>>>>

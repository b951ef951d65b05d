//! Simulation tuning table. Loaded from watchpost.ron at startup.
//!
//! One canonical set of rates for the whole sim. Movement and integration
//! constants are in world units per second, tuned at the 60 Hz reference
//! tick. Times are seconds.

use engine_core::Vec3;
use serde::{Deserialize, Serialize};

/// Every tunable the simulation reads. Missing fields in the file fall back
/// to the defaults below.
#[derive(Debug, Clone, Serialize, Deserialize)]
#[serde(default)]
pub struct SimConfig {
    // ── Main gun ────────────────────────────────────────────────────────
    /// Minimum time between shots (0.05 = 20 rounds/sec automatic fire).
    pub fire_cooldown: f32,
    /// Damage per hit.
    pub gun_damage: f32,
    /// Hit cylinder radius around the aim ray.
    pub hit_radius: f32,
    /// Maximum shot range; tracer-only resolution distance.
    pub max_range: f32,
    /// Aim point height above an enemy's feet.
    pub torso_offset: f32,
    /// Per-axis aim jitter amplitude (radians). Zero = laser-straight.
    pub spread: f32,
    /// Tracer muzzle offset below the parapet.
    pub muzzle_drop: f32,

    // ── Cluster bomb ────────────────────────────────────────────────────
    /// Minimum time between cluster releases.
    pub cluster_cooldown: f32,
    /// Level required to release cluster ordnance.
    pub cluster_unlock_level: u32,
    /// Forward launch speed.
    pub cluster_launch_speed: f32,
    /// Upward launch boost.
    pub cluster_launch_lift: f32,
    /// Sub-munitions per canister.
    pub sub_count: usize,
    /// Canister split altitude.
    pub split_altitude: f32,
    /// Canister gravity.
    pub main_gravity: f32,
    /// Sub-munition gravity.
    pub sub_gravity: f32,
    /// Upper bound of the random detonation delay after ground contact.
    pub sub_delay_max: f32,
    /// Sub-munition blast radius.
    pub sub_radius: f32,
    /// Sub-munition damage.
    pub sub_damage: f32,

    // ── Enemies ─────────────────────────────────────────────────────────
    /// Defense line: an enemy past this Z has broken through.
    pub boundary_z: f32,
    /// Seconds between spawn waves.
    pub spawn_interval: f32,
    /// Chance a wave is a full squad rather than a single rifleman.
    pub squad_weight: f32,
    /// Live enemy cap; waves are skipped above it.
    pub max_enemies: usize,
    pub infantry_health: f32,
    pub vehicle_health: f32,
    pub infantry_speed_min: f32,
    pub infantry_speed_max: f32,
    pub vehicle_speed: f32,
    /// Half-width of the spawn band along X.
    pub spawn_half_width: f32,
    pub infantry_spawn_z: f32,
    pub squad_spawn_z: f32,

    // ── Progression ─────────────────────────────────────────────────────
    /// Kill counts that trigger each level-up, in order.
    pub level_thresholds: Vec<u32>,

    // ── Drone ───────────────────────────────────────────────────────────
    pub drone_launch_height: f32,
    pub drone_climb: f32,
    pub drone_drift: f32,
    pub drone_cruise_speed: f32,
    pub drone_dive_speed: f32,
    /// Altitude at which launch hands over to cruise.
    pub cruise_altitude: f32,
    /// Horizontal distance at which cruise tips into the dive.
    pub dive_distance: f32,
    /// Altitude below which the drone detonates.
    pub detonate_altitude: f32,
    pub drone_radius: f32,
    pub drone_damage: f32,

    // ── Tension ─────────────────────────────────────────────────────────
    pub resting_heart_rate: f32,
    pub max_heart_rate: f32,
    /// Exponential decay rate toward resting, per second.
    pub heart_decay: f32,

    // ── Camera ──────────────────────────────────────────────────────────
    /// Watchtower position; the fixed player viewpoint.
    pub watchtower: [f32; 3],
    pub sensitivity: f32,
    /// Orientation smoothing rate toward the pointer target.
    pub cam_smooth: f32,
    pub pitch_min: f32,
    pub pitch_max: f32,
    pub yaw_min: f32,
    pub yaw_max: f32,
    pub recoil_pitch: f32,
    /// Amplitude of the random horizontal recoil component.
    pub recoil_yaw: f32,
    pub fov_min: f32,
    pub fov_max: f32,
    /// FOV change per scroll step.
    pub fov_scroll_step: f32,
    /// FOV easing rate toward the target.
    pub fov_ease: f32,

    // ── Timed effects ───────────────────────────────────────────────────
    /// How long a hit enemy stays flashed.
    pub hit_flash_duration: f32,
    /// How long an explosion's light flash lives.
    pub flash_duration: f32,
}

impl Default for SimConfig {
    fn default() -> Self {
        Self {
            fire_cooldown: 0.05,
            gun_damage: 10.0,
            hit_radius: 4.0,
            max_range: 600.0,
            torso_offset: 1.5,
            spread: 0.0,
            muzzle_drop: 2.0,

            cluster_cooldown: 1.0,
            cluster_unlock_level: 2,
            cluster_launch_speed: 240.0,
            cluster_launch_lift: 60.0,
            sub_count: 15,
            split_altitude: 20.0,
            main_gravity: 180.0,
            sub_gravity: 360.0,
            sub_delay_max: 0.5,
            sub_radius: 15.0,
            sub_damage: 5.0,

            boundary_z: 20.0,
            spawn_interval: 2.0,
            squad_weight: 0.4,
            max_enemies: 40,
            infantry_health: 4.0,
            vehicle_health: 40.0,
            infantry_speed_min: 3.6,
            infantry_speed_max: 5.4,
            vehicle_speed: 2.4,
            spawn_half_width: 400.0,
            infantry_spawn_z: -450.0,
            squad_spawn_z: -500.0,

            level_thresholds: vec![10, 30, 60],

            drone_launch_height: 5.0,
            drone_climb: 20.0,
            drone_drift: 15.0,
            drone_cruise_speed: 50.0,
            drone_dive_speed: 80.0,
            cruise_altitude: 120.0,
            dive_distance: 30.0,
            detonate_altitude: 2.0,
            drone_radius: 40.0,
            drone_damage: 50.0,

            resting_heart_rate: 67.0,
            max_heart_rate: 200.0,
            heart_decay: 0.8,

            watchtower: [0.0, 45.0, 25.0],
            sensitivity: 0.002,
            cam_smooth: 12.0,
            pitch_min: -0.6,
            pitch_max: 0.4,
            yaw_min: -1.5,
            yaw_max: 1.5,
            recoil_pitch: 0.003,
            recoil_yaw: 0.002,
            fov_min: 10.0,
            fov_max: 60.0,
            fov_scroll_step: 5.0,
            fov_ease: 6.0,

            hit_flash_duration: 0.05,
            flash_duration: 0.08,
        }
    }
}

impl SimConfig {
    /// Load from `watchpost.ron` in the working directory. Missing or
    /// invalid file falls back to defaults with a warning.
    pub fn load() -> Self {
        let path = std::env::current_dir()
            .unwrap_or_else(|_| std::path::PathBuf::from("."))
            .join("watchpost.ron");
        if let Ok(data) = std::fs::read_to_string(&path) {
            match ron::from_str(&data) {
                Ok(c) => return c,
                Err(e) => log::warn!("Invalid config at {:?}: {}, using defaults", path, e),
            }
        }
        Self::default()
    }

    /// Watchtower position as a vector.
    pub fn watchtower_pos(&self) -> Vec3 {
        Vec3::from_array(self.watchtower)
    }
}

<<<<

* **WORK TASK**
Within the material above, extract exactly the lines that start at the line containing "the pointer target." and stop after the line containing "impl Default for", and only those.

* **WRITTEN ANSWER**
    /// Orientation smoothing rate toward the pointer target.
    pub cam_smooth: f32,
    pub pitch_min: f32,
    pub pitch_max: f32,
    pub yaw_min: f32,
    pub yaw_max: f32,
    pub recoil_pitch: f32,
    /// Amplitude of the random horizontal recoil component.
    pub recoil_yaw: f32,
    pub fov_min: f32,
    pub fov_max: f32,
    /// FOV change per scroll step.
    pub fov_scroll_step: f32,
    /// FOV easing rate toward the target.
    pub fov_ease: f32,

    // ── Timed effects ───────────────────────────────────────────────────
    /// How long a hit enemy stays flashed.
    pub hit_flash_duration: f32,
    /// How long an explosion's light flash lives.
    pub flash_duration: f32,
}

impl Default for SimConfig {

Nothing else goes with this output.